Si è spesso cimentata in ruoli molto diversi da lei...
«Eccome no? In televisione, nella miniserie Caterina e le sue figlie, impersonavo addirittura un’obesa e, in quel caso, ho scoperto che cosa significhi essere grassi. Durante le riprese, andando in giro così camuffata, tra un ciak e l’altro, non venivo riconosciuta e mi sono resa conto della discriminazione di cui sono vittime queste persone. Non ci rendiamo conto di quali privilegi possano godere i “belli”».
Lei, una bella donna, da bambina però si sentiva un brutto anatroccolo. Perché?
«Ho perso mia madre quando avevo nove anni. Sono stata cresciuta da mia nonna paterna, di cui ho un pessimo ricordo. Di solito i nonni sono degli accoglienti rifugi per i nipoti, ma non nel mio caso».
Perché?
«Era molto dura, severa, frustrava ogni mio entusiasmo, inoltre odiava l’idea della femminilità che secondo lei, in me, doveva essere cancellata.
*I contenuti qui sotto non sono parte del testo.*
//! Follow a paper's references: title → DOI → main PDF → reference list →
//! per-reference arXiv lookups. Every step runs sequentially.

use std::io::Write;
use std::path::{Path, PathBuf};

use anyhow::{Context, Result};

use crate::apis::arxiv::{self, ArxivClient};
use crate::apis::crossref::{self, CrossRefClient};
use crate::apis::unpaywall::UnpaywallClient;
use crate::apis::{doi_url, SourceError};
use crate::config::Config;
use crate::download;

pub const DEFAULT_MAIN_DIR: &str = "main_paper";

/// Below this, the CrossRef hit is reported as a loose match.
const LOOSE_MATCH_SIMILARITY: f64 = 0.5;

#[derive(Debug, Clone)]
pub struct FollowOptions {
    pub download: bool,
    pub main_dir: PathBuf,
    pub max_references: Option<usize>,
    pub arxiv_lookups: bool,
    pub arxiv_results: u32,
}

impl Default for FollowOptions {
    fn default() -> Self {
        Self {
            download: true,
            main_dir: PathBuf::from(DEFAULT_MAIN_DIR),
            max_references: None,
            arxiv_lookups: true,
            arxiv_results: arxiv::DEFAULT_MAX_RESULTS,
        }
    }
}

#[derive(Debug, Clone, PartialEq)]
pub enum FollowOutcome {
    NoMatch,
    NoDoi,
    NoReferences { doi: String },
    Completed { doi: String, references: usize },
}

/// Where the main paper's PDF came from, if anywhere.
#[derive(Debug, Clone, PartialEq)]
pub enum MainPdf {
    FromDoi(PathBuf),
    FromLandingPage(PathBuf),
    FromUnpaywall(PathBuf),
    FromArxiv(Vec<PathBuf>),
    NotFound,
}

pub struct ReferenceFollower {
    http: reqwest::Client,
    crossref: CrossRefClient,
    arxiv: ArxivClient,
    unpaywall: Option<UnpaywallClient>,
    doi_resolver_url: String,
}

impl ReferenceFollower {
    pub fn new(config: &Config) -> Result<Self, SourceError> {
        let http = config.http_client()?;
        Ok(Self {
            crossref: CrossRefClient::new(http.clone(), config),
            arxiv: ArxivClient::new(http.clone(), config),
            unpaywall: UnpaywallClient::from_config(http.clone(), config),
            doi_resolver_url: config.doi_resolver_url.trim_end_matches('/').to_string(),
            http,
        })
    }

    pub async fn run<W: Write>(
        &self,
        query_title: &str,
        opts: &FollowOptions,
        out: &mut W,
    ) -> Result<FollowOutcome> {
        writeln!(out, "\nSearching CrossRef for paper...")?;
        let work = match self.crossref.search_by_title(query_title).await {
            Ok(Some(work)) => work,
            Ok(None) => {
                writeln!(out, "No paper found with that title.")?;
                return Ok(FollowOutcome::NoMatch);
            }
            Err(e) => {
                tracing::warn!("CrossRef title search failed: {}", e);
                writeln!(out, "{}", e)?;
                writeln!(out, "No paper found with that title.")?;
                return Ok(FollowOutcome::NoMatch);
            }
        };

        let Some(doi) = work.doi.clone().filter(|d| !d.is_empty()) else {
            writeln!(out, "No DOI found for this paper.")?;
            return Ok(FollowOutcome::NoDoi);
        };
        let title = work.first_title().unwrap_or("N/A").to_string();

        let similarity = crossref::title_similarity(query_title, &title);
        if similarity < LOOSE_MATCH_SIMILARITY {
            tracing::warn!(similarity, found = %title, "closest CrossRef match differs from the query");
        }

        writeln!(out, "\nFound paper: {}", title)?;
        writeln!(out, "DOI: {}", doi)?;

        if opts.download {
            writeln!(out, "\nDownloading main paper PDF...")?;
            match self
                .download_main_pdf(&doi, &title, &opts.main_dir, out)
                .await
            {
                Ok(main) => tracing::info!(?main, "main paper download finished"),
                Err(e) => {
                    tracing::warn!("main paper download failed: {:#}", e);
                    writeln!(out, "Could not download main paper PDF: {:#}", e)?;
                }
            }
        }

        writeln!(out, "\nExtracting references from this paper...")?;
        let refs = match self.crossref.get_references(&doi).await {
            Ok(refs) => refs,
            Err(e) => {
                tracing::warn!("CrossRef reference lookup failed: {}", e);
                writeln!(out, "{}", e)?;
                Vec::new()
            }
        };
        if refs.is_empty() {
            writeln!(out, "No references found.")?;
            return Ok(FollowOutcome::NoReferences { doi });
        }

        writeln!(out, "\nFound {} references.\n{}", refs.len(), "=".repeat(80))?;
        let limit = opts.max_references.unwrap_or(refs.len());
        for (i, reference) in refs.iter().take(limit).enumerate() {
            writeln!(
                out,
                "\nReference {}:\n{}",
                i + 1,
                crossref::format_reference(reference)
            )?;

            if !opts.arxiv_lookups {
                continue;
            }
            let Some(ref_doi) = reference.doi.as_deref() else {
                continue;
            };
            match self.arxiv.search_feed(ref_doi, opts.arxiv_results).await {
                Ok(feed) if !feed.entries.is_empty() => {
                    writeln!(out, "{}", self.arxiv.format_results(&feed, false))?;
                }
                Ok(_) => tracing::debug!(doi = ref_doi, "no arXiv match for reference"),
                Err(e) => {
                    tracing::warn!(doi = ref_doi, "arXiv lookup failed: {}", e);
                    writeln!(out, "{}", e)?;
                }
            }
        }

        Ok(FollowOutcome::Completed {
            doi,
            references: refs.len(),
        })
    }

    /// Try, in order: the DOI resolver, the landing page's `citation_pdf_url`,
    /// Unpaywall, then an arXiv title search. Transport errors fall through.
    pub async fn download_main_pdf<W: Write>(
        &self,
        doi: &str,
        title: &str,
        output_dir: &Path,
        out: &mut W,
    ) -> Result<MainPdf> {
        tokio::fs::create_dir_all(output_dir)
            .await
            .with_context(|| format!("Failed to create {}", output_dir.display()))?;
        let target = output_dir.join(download::title_file_name(title));

        match self.via_doi(doi, &target).await {
            Ok(Some(found)) => {
                writeln!(out, "Downloaded main paper PDF: {}", target.display())?;
                return Ok(found);
            }
            Ok(None) => {}
            Err(e) => tracing::debug!("DOI download failed: {}", e),
        }

        if let Some(unpaywall) = &self.unpaywall {
            match unpaywall.get_pdf_url(doi).await {
                Ok(Some(url)) => match self.fetch_pdf(&url, &target).await {
                    Ok(true) => {
                        writeln!(out, "Downloaded main paper PDF: {}", target.display())?;
                        return Ok(MainPdf::FromUnpaywall(target));
                    }
                    Ok(false) => tracing::debug!(%url, "Unpaywall location was not a PDF"),
                    Err(e) => tracing::debug!(%url, "Unpaywall PDF fetch failed: {}", e),
                },
                Ok(None) => tracing::debug!(doi, "no open-access location on Unpaywall"),
                Err(e) => tracing::warn!("Unpaywall lookup failed: {}", e),
            }
        }

        writeln!(out, "Could not download from DOI. Trying ArXiv...")?;
        let feed = match self.arxiv.search_feed(title, arxiv::DEFAULT_MAX_RESULTS).await {
            Ok(feed) => feed,
            Err(e) => {
                writeln!(out, "{}", e)?;
                writeln!(out, "Could not find main paper on ArXiv.")?;
                return Ok(MainPdf::NotFound);
            }
        };
        if feed.entries.is_empty() {
            writeln!(out, "Could not find main paper on ArXiv.")?;
            return Ok(MainPdf::NotFound);
        }

        let report = self.arxiv.download_pdfs(&feed.entries, output_dir).await?;
        for line in report.lines() {
            writeln!(out, "{}", line)?;
        }
        let saved = report.saved();
        if saved.is_empty() {
            Ok(MainPdf::NotFound)
        } else {
            Ok(MainPdf::FromArxiv(saved))
        }
    }

    async fn via_doi(&self, doi: &str, target: &Path) -> Result<Option<MainPdf>, SourceError> {
        let url = doi_url(&self.doi_resolver_url, doi)?;
        let resp = self.http.get(url).send().await?;
        if download::is_pdf(&resp) {
            download::save_response(resp, target).await?;
            return Ok(Some(MainPdf::FromDoi(target.to_path_buf())));
        }
        if !resp.status().is_success() || !download::content_type(&resp).contains("html") {
            return Ok(None);
        }

        let landing = resp.url().clone();
        let html = resp.text().await?;
        let Some(pdf_href) = download::citation_pdf_url(&html) else {
            return Ok(None);
        };
        let pdf_url = landing
            .join(&pdf_href)
            .map_err(|e| SourceError::Parse(format!("bad citation_pdf_url {}: {}", pdf_href, e)))?;
        if self.fetch_pdf(pdf_url.as_str(), target).await? {
            Ok(Some(MainPdf::FromLandingPage(target.to_path_buf())))
        } else {
            Ok(None)
        }
    }

    /// Fetch `url` and save it only if the server says it is a PDF.
    async fn fetch_pdf(&self, url: &str, target: &Path) -> Result<bool, SourceError> {
        let resp = self.http.get(url).send().await?;
        if resp.status().is_success() && download::is_pdf(&resp) {
            download::save_response(resp, target).await?;
            return Ok(true);
        }
        Ok(false)
    }
}

/// Read a title from stdin after printing the prompt.
pub fn prompt_title() -> Result<String> {
    print!("Enter the paper title: ");
    std::io::stdout().flush()?;
    let mut line = String::new();
    std::io::stdin()
        .read_line(&mut line)
        .context("Failed to read title from stdin")?;
    Ok(line.trim().to_string())
}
Così, quando ancora frequentavo la prima media, mi rapò i capelli a zero. Ma proprio davanti a me era seduta una compagna molto antipatica e certamente non bella, che però aveva una fluente capigliatura: quando si passava le dita tra i capelli, provavo un’autentica sofferenza essendo tosata come una pecora e lottavo contro l’impulso di appiccicarle il chewing gum sulla nuca. Da allora, non ho più avuto un buon rapporto con i miei capelli. Ho provato invidia, un sentimento che scaturisce dalla mancanza di autostima, di cui ho continuato a soffrire, da adolescente, nei confronti dei compagni in generale: mi sembravano tutti più bravi, più fichi. A 18 anni sono arrivata all’autolesionismo».
Addirittura.
«Proprio così, perché in famiglia nessuno mi faceva complimenti, vivevo in uno stato di abbandono, dove non mi si filava nessuno».
In teatro con l’one woman show Sette, ha declinato i sette vizi capitali. Oltre all’invidia, in quali altri si riconosce?
«Il mio peggiore vizio è l’accidia, una pigrizia insormontabile che, detta da una come me iperattiva sembra strano. Corro, corro, faccio, faccio, poi mi blocco e non muovo più un dito. L’ira l’ho provata in passato, prendevo fuoco con niente, adesso per farmi arrabbiare deve succedere qualcosa di drammaticissimo. L’avarizia e la superbia? Assolutamente no. La lussuria? A fasi alterne...», ride.
I pregi?
«Mi sono sempre occupata e continuo a occuparmi dei problemi delle donne che subiscono violenza, non riesco a sopportarlo. Ricordo quando saltai addosso al marito di una mia amica che la picchiava regolarmente: quella volta non ci ho visto più, per difenderla l’ho aggredito ma, mettendomi in mezzo fra loro, le ho prese pure io!».